Would you prefer to have massive unemployment and social welfare system that will sink us into a Dark Age?

Do you want all those unemployed artists on welfare to vote to steal your money with capital controls because the economy failed them?

Not everyone wants to be a programmer or what ever.

If you enjoy or listen to a song regularly, then is absolutely no financial reason you can justify for not tipping the creator a penny. You will only destroy society, the Knowledge Age, and yourself by being so selfish and myopic. Perhaps you could justify it for other reasons such as micropayments being a hassle and subscription being a lockin (to one provider) paradigm.

What might be more convincing to me, is to argue that those people who are going to steal (or who won't bother to find the music in official venues) will do it any way (or at least will have been exposed to the music thus potentially being another fan for the musician to sell a T-shirt to), thus arguing there is no economic incentive to prevent bootleg copies from appearing on decentralized file storage systems. And thus to argue that the business model that works is give away free the downloads, and sell the fans trinkets and live performances. Perhaps that is your point?

Afaics, SoundCloud was supposed to be offering that model and the musicians pay SoundCloud to offer the downloads for free. In return musicians could afaics promote their music and gain fans for example on their Facebook page and then sell the fans stuff such as T-shirts. But lately SoundCloud has started to limit apps to 15,000 plays per day, apps that play SoundCloud content aren't allowed to develop social networking type features, and SoundCloud disabled their Facebook embedded player (changed it to a link to SoundCloud's website) so that SoundCloud could drive ad revenues and/or synergies on their own site. Appears SoundCloud was being hammered by the RIAA with DCMA requests and SoundCloud caved in to the major record labels. Now Universal has accesse to delete any song from SoundCloud.

So one could argue that a decentralized file storage could provide the function SoundCloud was supposed to be offering.

Musicians like to get statistics on how many plays their song has. They like to get feedback on their songs. Etc.

If society decides to adopt the decentralized file storage and end copyrights, then I will adjust to it. But for the time being, it is not clear whether that is the best model for the indie artists and for our Knowledge Age future.

For example, it is not clear to me that I need 150 T-shirts, one each from each indie band I like. And then how do I tip them for new music they create if I already bought a T-shirt?

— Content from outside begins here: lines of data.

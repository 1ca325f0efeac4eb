use std::cell::RefCell;
use std::rc::Rc;

use gtk4 as gtk;
use gtk4::prelude::*;

use super::board::rebuild_lists;
use super::hud::{set_header_game, set_header_menu, stop_timer, sync_timer, update_hud};
use super::state::AppState;
use crate::game::notice::{NoticeCategory, Notification};
use crate::game::session::Mode;

fn notice_class(category: NoticeCategory) -> &'static str {
    match category {
        NoticeCategory::Success => "notice-success",
        NoticeCategory::Failure => "notice-failure",
        NoticeCategory::Warning => "notice-warning",
        NoticeCategory::Victory => "notice-victory",
    }
}

const NOTICE_CLASSES: [&str; 4] = [
    "notice-success",
    "notice-failure",
    "notice-warning",
    "notice-victory",
];

fn switch_view(st: &mut AppState, name: &'static str, transition: gtk::StackTransitionType) {
    if st.visible_view == name {
        return;
    }
    st.visible_view = name;
    if let Some(stack) = &st.view_stack {
        stack.set_transition_type(transition);
        stack.set_visible_child_name(name);
    }
}

pub(super) fn show_notice(state: &Rc<RefCell<AppState>>, notice: &Notification) {
    let st = state.borrow();
    if let Some(title) = &st.notice_title {
        title.set_text(&notice.title);
    }
    if let Some(body) = &st.notice_body {
        body.set_text(&notice.body);
    }
    if let Some(overlay) = &st.notice_overlay {
        for class in NOTICE_CLASSES {
            overlay.remove_css_class(class);
        }
        overlay.add_css_class(notice_class(notice.category));
        overlay.set_visible(true);
    }
}

fn sync_notice(st: &AppState) {
    if st.session.notice().is_some() {
        return;
    }
    if let Some(overlay) = &st.notice_overlay {
        overlay.set_visible(false);
    }
}

pub(super) fn show_menu(state: &Rc<RefCell<AppState>>) {
    {
        let mut st = state.borrow_mut();
        stop_timer(&mut st);
        sync_notice(&st);
        let selected = st.session.selected_domain().map(str::to_string);
        for (name, button) in &st.domain_buttons {
            button.set_active(selected.as_deref() == Some(name.as_str()));
        }
        if let Some(start) = &st.start_button {
            start.set_sensitive(selected.is_some());
            start.set_label(if selected.is_some() {
                "Start Game"
            } else {
                "Select a Domain to Start"
            });
        }
        switch_view(&mut st, "menu", gtk::StackTransitionType::SlideRight);
    }
    set_header_menu(state);
}

pub(super) fn show_game(state: &Rc<RefCell<AppState>>) {
    {
        let mut st = state.borrow_mut();
        if let Some(label) = &st.question_label {
            let question = st.session.active().map(|a| a.question.as_str()).unwrap_or_default();
            label.set_text(question);
        }
        sync_notice(&st);
        switch_view(&mut st, "game", gtk::StackTransitionType::SlideLeft);
    }
    rebuild_lists(state);
    set_header_game(state);
    sync_timer(state);
}

pub(super) fn show_completed(state: &Rc<RefCell<AppState>>) {
    {
        let mut st = state.borrow_mut();
        stop_timer(&mut st);
        sync_notice(&st);
        if let Some(label) = &st.completed_score_label {
            label.set_text(&format!("Final Score: {}", st.session.score()));
        }
        if let Some(label) = &st.completed_count_label {
            label.set_text(&format!(
                "Total Puzzles Mastered: {}",
                st.session.completed_count()
            ));
        }
        if let Some(container) = &st.mastered_box {
            while let Some(child) = container.first_child() {
                container.remove(&child);
            }
            for (domain, puzzles) in st.session.mastered_by_domain() {
                let heading = gtk::Label::new(Some(domain));
                heading.add_css_class("heading");
                heading.set_xalign(0.0);
                container.append(&heading);
                for puzzle in puzzles {
                    let text = if puzzle.question.is_empty() {
                        puzzle.id.as_str()
                    } else {
                        puzzle.question.as_str()
                    };
                    let line = gtk::Label::new(Some(&format!("• {}", text)));
                    line.set_xalign(0.0);
                    line.set_wrap(true);
                    container.append(&line);
                }
            }
        }
        switch_view(&mut st, "completed", gtk::StackTransitionType::SlideLeft);
    }
    set_header_menu(state);
}

/// Brings the widgets in line with the session after any event.
pub(super) fn refresh(state: &Rc<RefCell<AppState>>) {
    let mode = state.borrow().session.mode();
    match mode {
        Mode::Menu => show_menu(state),
        Mode::Playing => show_game(state),
        Mode::Completed => show_completed(state),
    }
    update_hud(&state.borrow());
}
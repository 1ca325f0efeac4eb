//! Workflow puzzle race: put shuffled workflow steps back in order before the
//! clock runs out.
//!
//! The game core in [`game`] has no UI dependency and is driven entirely by
//! [`Event`]s. The GTK front-end lives behind the `ui` feature.

pub mod config;
pub mod error;
pub mod game;
#[cfg(feature = "ui")]
pub mod ui;

pub use error::CatalogError;
pub use game::arrangement::{Board, MoveOutcome, Zone};
pub use game::catalog::{Catalog, Domain, Phase, Puzzle, Stage, Step};
pub use game::notice::{NoticeCategory, Notification};
pub use game::rules::Rules;
pub use game::selector::{Selection, pick_puzzle};
pub use game::session::{
    ActivePuzzle, Deferred, Effect, Event, Mode, ScheduledTask, Session, SubmitRejection,
};
pub use game::verifier::{Verdict, check_order};
use std::ffi::OsString;
use std::path::PathBuf;

use tracing::info;

use crate::error::CatalogError;
use crate::game::catalog::Catalog;

pub const CATALOG_ENV: &str = "PUZZLE_RACE_CATALOG";

/// Path named by a `PUZZLE_RACE_CATALOG` value, ignoring blanks.
pub fn catalog_path(value: Option<OsString>) -> Option<PathBuf> {
    let value = value?;
    if value.to_string_lossy().trim().is_empty() {
        return None;
    }
    Some(PathBuf::from(value))
}

/// Loads the catalog named in the environment, or the bundled one.
pub fn load_catalog() -> Result<Catalog, CatalogError> {
    match catalog_path(std::env::var_os(CATALOG_ENV)) {
        Some(path) => {
            info!(path = %path.display(), "loading catalog override");
            Catalog::load(&path)
        }
        None => Catalog::bundled(),
    }
}
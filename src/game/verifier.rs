use super::catalog::Step;

#[derive(Clone, Copy, Debug, PartialEq, Eq)]
pub enum Verdict {
    Correct,
    Incorrect,
}

/// Exact positional match of ids; a right set in the wrong order fails.
pub fn check_order(arranged: &[Step], canonical: &[Step]) -> Verdict {
    let matches = arranged.len() == canonical.len()
        && arranged
            .iter()
            .zip(canonical)
            .all(|(placed, expected)| placed.id == expected.id);
    if matches {
        Verdict::Correct
    } else {
        Verdict::Incorrect
    }
}

/// Per-slot marks, only meaningful once every step is placed.
pub fn slot_feedback(arranged: &[Step], canonical: &[Step]) -> Option<Vec<bool>> {
    if arranged.len() != canonical.len() {
        return None;
    }
    Some(
        arranged
            .iter()
            .zip(canonical)
            .map(|(placed, expected)| placed.id == expected.id)
            .collect(),
    )
}
use std::cell::RefCell;
use std::f64::consts::PI;
use std::rc::Rc;

use cairo::Context;
use gtk4 as gtk;
use gtk4::prelude::*;
use pangocairo::pango;

use super::app::apply_effects;
use super::state::AppState;
use crate::game::rules::{format_clock, is_critical};
use crate::game::session::Mode;

const CLOCK_SIZE: i32 = 76;
const RING_WIDTH: f64 = 6.0;

pub(super) fn set_header_menu(state: &Rc<RefCell<AppState>>) {
    let st = state.borrow();
    if let (Some(header), Some(title)) = (&st.header, &st.title_menu) {
        header.set_title_widget(Some(title));
    }
    if let Some(reset) = &st.reset_button {
        reset.set_visible(false);
    }
}

pub(super) fn set_header_game(state: &Rc<RefCell<AppState>>) {
    let st = state.borrow();
    if let (Some(header), Some(title_box)) = (&st.header, &st.title_game) {
        update_hud(&st);
        header.set_title_widget(Some(title_box));
    }
    if let Some(reset) = &st.reset_button {
        reset.set_visible(true);
    }
}

pub(super) fn update_hud(st: &AppState) {
    let session = &st.session;
    if let Some(subtitle) = &st.title_game_subtitle {
        let domain = session.selected_domain().unwrap_or_default();
        let stage = session.active().map(|a| a.stage.as_str()).unwrap_or_default();
        if stage.is_empty() {
            subtitle.set_text(domain);
        } else {
            subtitle.set_text(&format!("{} | {}", domain, stage));
        }
    }
    if let Some(label) = &st.score_label {
        label.set_text(&format!("Score {}", session.score()));
    }
    if let Some(label) = &st.progress_label {
        label.set_text(&format!(
            "Puzzles {} / {}",
            session.completed_count(),
            session.levels_to_win()
        ));
    }
    if let Some(button) = &st.submit_button {
        button.set_sensitive(session.can_submit());
    }
    if let Some(area) = &st.clock_area {
        if is_critical(session.seconds_left()) {
            area.add_css_class("critical");
        } else {
            area.remove_css_class("critical");
        }
        area.queue_draw();
    }
}

pub(super) fn build_clock(state: &Rc<RefCell<AppState>>) -> gtk::DrawingArea {
    let area = gtk::DrawingArea::builder()
        .content_width(CLOCK_SIZE)
        .content_height(CLOCK_SIZE)
        .halign(gtk::Align::Center)
        .valign(gtk::Align::Center)
        .build();
    area.add_css_class("race-clock");

    let state_draw = state.clone();
    area.set_draw_func(move |area, cr, width, height| {
        let (seconds_left, total) = {
            let st = state_draw.borrow();
            (st.session.seconds_left(), st.session.rules().puzzle_seconds)
        };
        draw_clock(area, cr, width, height, seconds_left, total);
    });
    area
}

#[allow(deprecated)]
fn draw_clock(
    area: &gtk::DrawingArea,
    cr: &Context,
    width: i32,
    height: i32,
    seconds_left: u32,
    total: u32,
) {
    let fg = area.style_context().color();
    let (red, green, blue) = if is_critical(seconds_left) {
        (0.86, 0.2, 0.2)
    } else {
        (fg.red() as f64, fg.green() as f64, fg.blue() as f64)
    };

    let cx = width as f64 / 2.0;
    let cy = height as f64 / 2.0;
    let radius = (width.min(height) as f64 / 2.0 - RING_WIDTH).max(1.0);
    let fraction = if total > 0 {
        seconds_left as f64 / total as f64
    } else {
        0.0
    };

    cr.set_antialias(cairo::Antialias::Best);
    cr.set_line_width(RING_WIDTH);
    cr.set_source_rgba(red, green, blue, 0.18);
    cr.arc(cx, cy, radius, 0.0, 2.0 * PI);
    let _ = cr.stroke();

    if fraction > 0.0 {
        let start = -PI / 2.0;
        cr.set_source_rgba(red, green, blue, 1.0);
        cr.arc(cx, cy, radius, start, start + 2.0 * PI * fraction);
        let _ = cr.stroke();
    }

    let layout = pangocairo::functions::create_layout(cr);
    let mut font_desc = pango::FontDescription::new();
    font_desc.set_family("Cantarell, Noto Sans, sans");
    font_desc.set_weight(pango::Weight::Bold);
    font_desc.set_size((radius * 0.42 * pango::SCALE as f64) as i32);
    layout.set_font_description(Some(&font_desc));
    layout.set_text(&format_clock(seconds_left));

    let (text_width, text_height) = layout.pixel_size();
    cr.move_to(
        cx - text_width as f64 / 2.0,
        cy - text_height as f64 / 2.0,
    );
    pangocairo::functions::show_layout(cr, &layout);
}

pub(super) fn stop_timer(st: &mut AppState) {
    st.timer_puzzle = None;
    if let Some(handle) = st.timer_handle.take() {
        handle.remove();
    }
}

/// A fresh puzzle gets a fresh one-second interval, so its first tick lands a
/// full second after it appears.
fn timer_needs_restart(running_for: Option<&str>, active: Option<&str>) -> bool {
    active.is_some() && running_for != active
}

/// Arms the tick for the active puzzle, restarting it when the puzzle changed.
/// The core ignores ticks outside play, and the scenes stop the source when
/// play ends.
pub(super) fn sync_timer(state: &Rc<RefCell<AppState>>) {
    let active = {
        let st = state.borrow();
        let active = st.session.active().map(|a| a.id.clone());
        if !timer_needs_restart(st.timer_puzzle.as_deref(), active.as_deref()) {
            return;
        }
        active
    };
    stop_timer(&mut state.borrow_mut());

    let state_tick = state.clone();
    let handle = glib::timeout_add_local(std::time::Duration::from_secs(1), move || {
        let effects = {
            let mut st = state_tick.borrow_mut();
            if st.session.mode() != Mode::Playing {
                return glib::ControlFlow::Continue;
            }
            st.session.tick()
        };
        apply_effects(&state_tick, effects);
        update_hud(&state_tick.borrow());
        glib::ControlFlow::Continue
    });
    let mut st = state.borrow_mut();
    st.timer_handle = Some(handle);
    st.timer_puzzle = active;
}
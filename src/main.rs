use tracing::error;
use tracing_subscriber::{EnvFilter, fmt, prelude::*};

fn main() -> glib::ExitCode {
    tracing_subscriber::registry()
        .with(fmt::layer())
        .with(EnvFilter::try_from_default_env().unwrap_or_else(|_| EnvFilter::new("info")))
        .init();

    let catalog = match puzzle_race::config::load_catalog() {
        Ok(catalog) => catalog,
        Err(err) => {
            error!(%err, "failed to load puzzle catalog");
            return glib::ExitCode::FAILURE;
        }
    };

    puzzle_race::ui::run(catalog)
}
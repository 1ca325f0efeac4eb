mod app;
mod board;
mod dialogs;
mod hud;
mod scene;
mod state;

pub use app::run;
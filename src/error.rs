use std::path::PathBuf;

use thiserror::Error;

/// Reasons a puzzle catalog can be refused at load time.
#[derive(Debug, Error)]
pub enum CatalogError {
    #[error("failed to read catalog {path}: {source}")]
    Io {
        path: PathBuf,
        #[source]
        source: std::io::Error,
    },
    #[error("catalog is not valid JSON: {0}")]
    Parse(#[from] serde_json::Error),
    #[error("catalog has no domains")]
    NoDomains,
    #[error("levelsToWin must be at least 1")]
    InvalidWinThreshold,
    #[error("domain {domain:?} repeats puzzle id {id:?}")]
    DuplicatePuzzleId { domain: String, id: String },
    #[error("puzzle {puzzle:?} repeats step id {id:?}")]
    DuplicateStepId { puzzle: String, id: String },
    #[error("puzzle {puzzle:?} has no steps")]
    EmptyPuzzle { puzzle: String },
    #[error("puzzle {puzzle:?}: shuffled steps are not a permutation of the correct steps")]
    MismatchedSteps { puzzle: String },
}
use gtk4 as gtk;
use libadwaita as adw;

use adw::prelude::*;

pub fn show_instructions_dialog(app: &adw::Application, levels_to_win: u32) -> adw::AlertDialog {
    let body = format!(
        "Drag the shuffled workflow steps into the Ordered Workflow area.\n\
Arrange them in the correct sequence and submit.\n\
You have 3 minutes per puzzle, and a wrong order ends the game.\n\
Complete {} puzzles to win!",
        levels_to_win
    );
    let dialog = adw::AlertDialog::new(Some("How to Play"), Some(&body));
    dialog.add_response("ok", "Got it");
    dialog.set_default_response(Some("ok"));
    dialog.set_close_response("ok");
    dialog.present(app.active_window().as_ref());
    dialog
}

pub fn show_about_dialog(app: &adw::Application) -> adw::AboutDialog {
    let dialog = adw::AboutDialog::builder()
        .application_name("Puzzle Race")
        .application_icon("io.github.puzzlerace.PuzzleRace")
        .developer_name("Puzzle Race contributors")
        .version(env!("CARGO_PKG_VERSION"))
        .comments("Put shuffled workflow steps back in order before time runs out.")
        .build();
    dialog.add_legal_section("Puzzle Race", None, gtk::License::MitX11, None);
    dialog.present(app.active_window().as_ref());
    dialog
}
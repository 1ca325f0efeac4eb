use gtk4 as gtk;
use libadwaita as adw;

use crate::game::session::Session;

/// Session plus the widgets the scenes update when it changes.
pub struct AppState {
    pub session: Session,
    pub view_stack: Option<gtk::Stack>,
    pub header: Option<adw::HeaderBar>,
    pub reset_button: Option<gtk::Button>,
    pub title_menu: Option<gtk::Label>,
    pub title_game: Option<gtk::Widget>,
    pub title_game_subtitle: Option<gtk::Label>,

    // Menu
    pub domain_buttons: Vec<(String, gtk::ToggleButton)>,
    pub start_button: Option<gtk::Button>,

    // Game
    pub question_label: Option<gtk::Label>,
    pub score_label: Option<gtk::Label>,
    pub progress_label: Option<gtk::Label>,
    pub clock_area: Option<gtk::DrawingArea>,
    pub pending_list: Option<gtk::Box>,
    pub arranged_list: Option<gtk::Box>,
    pub submit_button: Option<gtk::Button>,
    pub notice_overlay: Option<gtk::Box>,
    pub notice_title: Option<gtk::Label>,
    pub notice_body: Option<gtk::Label>,

    // Completed
    pub completed_score_label: Option<gtk::Label>,
    pub completed_count_label: Option<gtk::Label>,
    pub mastered_box: Option<gtk::Box>,

    pub timer_handle: Option<glib::SourceId>,
    pub timer_puzzle: Option<String>,
    pub visible_view: &'static str,
}

impl AppState {
    pub fn new(session: Session) -> Self {
        AppState {
            session,
            view_stack: None,
            header: None,
            reset_button: None,
            title_menu: None,
            title_game: None,
            title_game_subtitle: None,
            domain_buttons: Vec::new(),
            start_button: None,
            question_label: None,
            score_label: None,
            progress_label: None,
            clock_area: None,
            pending_list: None,
            arranged_list: None,
            submit_button: None,
            notice_overlay: None,
            notice_title: None,
            notice_body: None,
            completed_score_label: None,
            completed_count_label: None,
            mastered_box: None,
            timer_handle: None,
            timer_puzzle: None,
            visible_view: "menu",
        }
    }
}
use crossterm::event::{KeyCode, KeyEvent, KeyEventKind, KeyModifiers};
use log::{error, info};
use rand::rngs::StdRng;
use rand::SeedableRng;

use crate::config::Settings;
use crate::error::GameResult;
use crate::input::{InputState, Key};
use crate::math::{Boundaries, Size};
use crate::progress::Progress;
use crate::scenes::{Context, GameScene, OpeningScene, SceneKind, SceneStack};
use crate::sound::SoundTrigger;
use crate::sprites::SpriteSheet;
use crate::surface::DrawSurface;

/// Everything a scene hook may touch, kept apart from the scene stack so both
/// can be borrowed at once.
struct Session {
    settings: Settings,
    progress: Progress,
    input: InputState,
    boundaries: Boundaries,
    canvas: Size,
    sprites: SpriteSheet,
    sound: Box<dyn SoundTrigger>,
    rng: StdRng,
    ticks: u64,
    now: f64,
}

impl Session {
    fn context(&mut self) -> Context<'_> {
        Context {
            settings: &self.settings,
            progress: &mut self.progress,
            input: &self.input,
            boundaries: self.boundaries,
            canvas: self.canvas,
            sprites: &self.sprites,
            sound: self.sound.as_mut(),
            rng: &mut self.rng,
            now: self.now,
            dt: self.settings.dt(),
        }
    }
}

pub struct App {
    pub should_quit: bool,
    scenes: SceneStack,
    session: Session,
}

impl App {
    pub fn new(settings: Settings, sound: Box<dyn SoundTrigger>) -> GameResult<Self> {
        settings.validate()?;
        let sprites = SpriteSheet::from_settings(&settings)?;
        let canvas = Size::new(settings.canvas_width, settings.canvas_height)?;
        let boundaries =
            Boundaries::from_canvas(canvas.width, canvas.height, settings.field_padding)?;
        let rng = match settings.seed {
            Some(seed) => StdRng::seed_from_u64(seed),
            None => StdRng::from_entropy(),
        };

        let mut session = Session {
            progress: Progress::new(&settings),
            input: InputState::new(None),
            boundaries,
            canvas,
            sprites,
            sound,
            rng,
            ticks: 0,
            now: 0.0,
            settings,
        };
        let mut scenes = SceneStack::new();
        scenes.go_to(Box::new(OpeningScene::new()), &mut session.context());

        Ok(Self {
            should_quit: false,
            scenes,
            session,
        })
    }

    /// Terminals without release events only repeat presses, so held keys
    /// then expire after `key_hold_ticks`.
    pub fn set_release_events(&mut self, enabled: bool) {
        let hold = self.session.settings.key_hold_ticks;
        self.session.input.set_release_events(enabled, hold);
    }

    /// One fixed simulation step on the active scene.
    pub fn tick(&mut self) {
        let session = &mut self.session;
        session.ticks += 1;
        session.now = session.ticks as f64 * session.settings.dt() as f64;
        session.input.set_tick(session.ticks);

        let mut ctx = session.context();
        let Some(scene) = self.scenes.top_mut() else {
            error!("tick with an empty scene stack");
            debug_assert!(false, "tick with an empty scene stack");
            return;
        };
        let transition = scene.update(&mut ctx);
        self.scenes.apply(transition, &mut ctx);
    }

    pub fn draw(&mut self, surface: &mut dyn DrawSurface) {
        surface.clear();
        let ctx = self.session.context();
        if let Some(scene) = self.scenes.top() {
            scene.draw(&ctx, surface);
        }
    }

    pub fn on_key_down(&mut self, key: Key) {
        self.session.input.press(key);
        match key {
            Key::Mute => {
                self.session.sound.mute();
                info!("sound muted: {}", self.session.sound.is_muted());
                return;
            }
            Key::Quit if self.scene_kind() == Some(SceneKind::Opening) => {
                self.should_quit = true;
                return;
            }
            _ => {}
        }

        let mut ctx = self.session.context();
        if let Some(scene) = self.scenes.top_mut() {
            let transition = scene.on_key_down(&mut ctx, key);
            self.scenes.apply(transition, &mut ctx);
        }
    }

    pub fn on_key_up(&mut self, key: Key) {
        self.session.input.release(key);
    }

    /// Pointer position in canvas units.
    pub fn on_pointer(&mut self, x: f32, y: f32) {
        self.session.input.set_pointer(x, y);
    }

    /// The canvas changed size: rebuild the field and pull every entity of
    /// every scene on the stack back inside it.
    pub fn on_resize(&mut self, width: f32, height: f32) -> GameResult<()> {
        let boundaries =
            Boundaries::from_canvas(width, height, self.session.settings.field_padding)?;
        self.session.canvas = Size::new(width, height)?;
        self.session.boundaries = boundaries;
        self.scenes.resize(&boundaries);
        info!("canvas resized to {:.0}x{:.0}", width, height);
        Ok(())
    }

    /// Raw terminal key. Ctrl+C always quits.
    pub fn on_key(&mut self, event: KeyEvent) {
        if event.code == KeyCode::Char('c') && event.modifiers.contains(KeyModifiers::CONTROL) {
            self.should_quit = true;
            return;
        }
        let Some(key) = key_for(event.code) else {
            return;
        };
        match event.kind {
            KeyEventKind::Press if self.session.input.is_auto_repeat(key) => {
                self.session.input.press(key)
            }
            KeyEventKind::Press => self.on_key_down(key),
            KeyEventKind::Repeat => self.session.input.press(key),
            KeyEventKind::Release => self.on_key_up(key),
        }
    }

    pub fn progress(&self) -> &Progress {
        &self.session.progress
    }

    pub fn settings(&self) -> &Settings {
        &self.session.settings
    }

    pub fn boundaries(&self) -> Boundaries {
        self.session.boundaries
    }

    pub fn canvas(&self) -> Size {
        self.session.canvas
    }

    pub fn now(&self) -> f64 {
        self.session.now
    }

    pub fn is_muted(&self) -> bool {
        self.session.sound.is_muted()
    }

    pub fn scene_kind(&self) -> Option<SceneKind> {
        self.scenes.top_kind()
    }

    pub fn scenes(&self) -> &SceneStack {
        &self.scenes
    }

    /// The running level, even while paused beneath an overlay.
    pub fn game(&self) -> Option<&GameScene> {
        self.scenes.iter().find_map(|scene| scene.as_game())
    }

    pub fn game_mut(&mut self) -> Option<&mut GameScene> {
        self.scenes.iter_mut().find_map(|scene| scene.as_game_mut())
    }
}

fn key_for(code: KeyCode) -> Option<Key> {
    match code {
        KeyCode::Left | KeyCode::Char('a') | KeyCode::Char('A') => Some(Key::Left),
        KeyCode::Right | KeyCode::Char('d') | KeyCode::Char('D') => Some(Key::Right),
        KeyCode::Char(' ') => Some(Key::Fire),
        KeyCode::Char('p') | KeyCode::Char('P') => Some(Key::Pause),
        KeyCode::Esc => Some(Key::Escape),
        KeyCode::Enter => Some(Key::Enter),
        KeyCode::Char('m') | KeyCode::Char('M') => Some(Key::Mute),
        KeyCode::Char('q') | KeyCode::Char('Q') => Some(Key::Quit),
        _ => None,
    }
}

I don't have time to go to live concerts and what if the band is not in my area. We are moving to global economy (check out songdew.com for music from India). Wouldn't it make more sense for my music organizer to tip them automatically based on my plays? So I don't have to hassle with it making sure I take care of the artists who provide my music that I love.

So you could argue okay, but no reason to not let others steal it if they really want to. Well maybe true, but in that case the decentralized file storage can coexist with the micropayment model.

Which outcome do you think is realistically the most likely and why?


[1]https://bitcointalk.org/index.php?topic=355212.0
https://bitcointalk.org/index.php?topic=355212.msg13761518#msg13761518 (see the "Edit:")

From a private discussion:

Quote
In the old days people valued hard work, not being a clown/actor/troubadour.

Life was hard before Industrialization. Young women married old men age 50+ to insure their well being. Wasting productive time with art was reserved for those who were selected to paint churches and entertain the princes and kings.

Quote
In many countries, when radio broadcasts a song, a performance rights organization collects royalties on behalf of the artists and distributes them yearly according to some criteria

That is a good point about even radio plays paying some royalities from the advertising to the record labels which pays some to the musicians.

Quote
And at least in my country, when you buy an empty tape cassette, a part of the payment will go to that organization and thus to the artists. The payment is justified by the fact that people will use the cassettes to make copies of the art. Same thing for empty CD-roms and DVDs. I'm not sure what's the situation of hard drives but it has been talked about that those should have the extra fee as well.

That reinforces my point of either we find a way to pay artists directly else the government will end up taking most of the money via socialism as you are describing above. That was essentially my point when I wrote, "Do you want all those unemployed artists on welfare to vote to steal your money with capital controls because the economy failed them?". Artists are a constituency that will also fight for their livelihood!

Quote
Artists that do not have record deals or connections in the industry are struggling to get heard and paid. They won't get radio or TV play. They are not being advertised in the magazines. A network where you can freely present your music and get paid even a little without complex legal technicalities and bureaucracy is leveling the playing field. Obviously if the art is shit, it's not going to help them, but if it's good, the viral effect of a social network can push it to millions in an instant.

Precisely.

Quote
If the argument is made today that because of technology, copying music records is easy so it should be free and artists should make their living from live performances, then in the future the same logic applies, hologram projectors or virtual reality make watching live recordings so realistic and authentic and copying the data is easy so it should be free, then what is left for the artist to do? They can play live one time and it is recorded and then no on has to go to see them ever again (or atleast not until they have new material).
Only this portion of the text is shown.